TASK
Nothing in the records may be altered. Repeat them in full.

SOURCE MATERIAL
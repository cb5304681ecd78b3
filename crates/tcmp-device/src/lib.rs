//! Command/response correlation for TCMP readers.
//!
//! This is the "just works" layer. A [`Device`] pairs a [`Transport`] with a
//! [`Correlator`] so that every command sent gets exactly one outcome: the
//! reader's response, a stream or transport error, or a timeout.
//!
//! The [`Correlator`] itself performs no I/O and never blocks; use it
//! directly when the host already owns an event loop.

pub mod correlator;
pub mod device;
pub mod error;

pub use correlator::{
    complete_all, Completion, Correlator, CorrelatorStats, ExchangeId, ExchangeOutcome,
    PendingExchange, Resolution,
};
pub use device::{Device, DeviceConfig};
pub use error::{DeviceError, ExchangeError, Result};

pub use tcmp_frame::{Command, CommandFamily, Response};
pub use tcmp_transport::{DeviceId, Transport, TransportError, TransportEvent};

COMPLETED EXERCISE
repository cb5304681ecd78b3
filename crates/tcmp-device/src/lib.rs
//! Command/response correlation for TCMP readers.
//!
//! This is the "just works" layer. A [`Device`] pairs a [`Transport`] with a
//! [`Correlator`] so that every command sent gets exactly one outcome: the
//! reader's response, a stream or transport error, or a timeout.
//!
//! The [`Correlator`] itself performs no I/O and never blocks; use it
//! directly when the host already owns an event loop.

pub mod correlator;
pub mod device;
pub mod error;

pub use correlator::{
    complete_all, Completion, Correlator, CorrelatorStats, ExchangeId, ExchangeOutcome,
    PendingExchange, Resolution,
};
pub use device::{Device, DeviceConfig};
pub use error::{DeviceError, ExchangeError, Result};

pub use tcmp_frame::{Command, CommandFamily, Response};
pub use tcmp_transport::{DeviceId, Transport, TransportError, TransportEvent};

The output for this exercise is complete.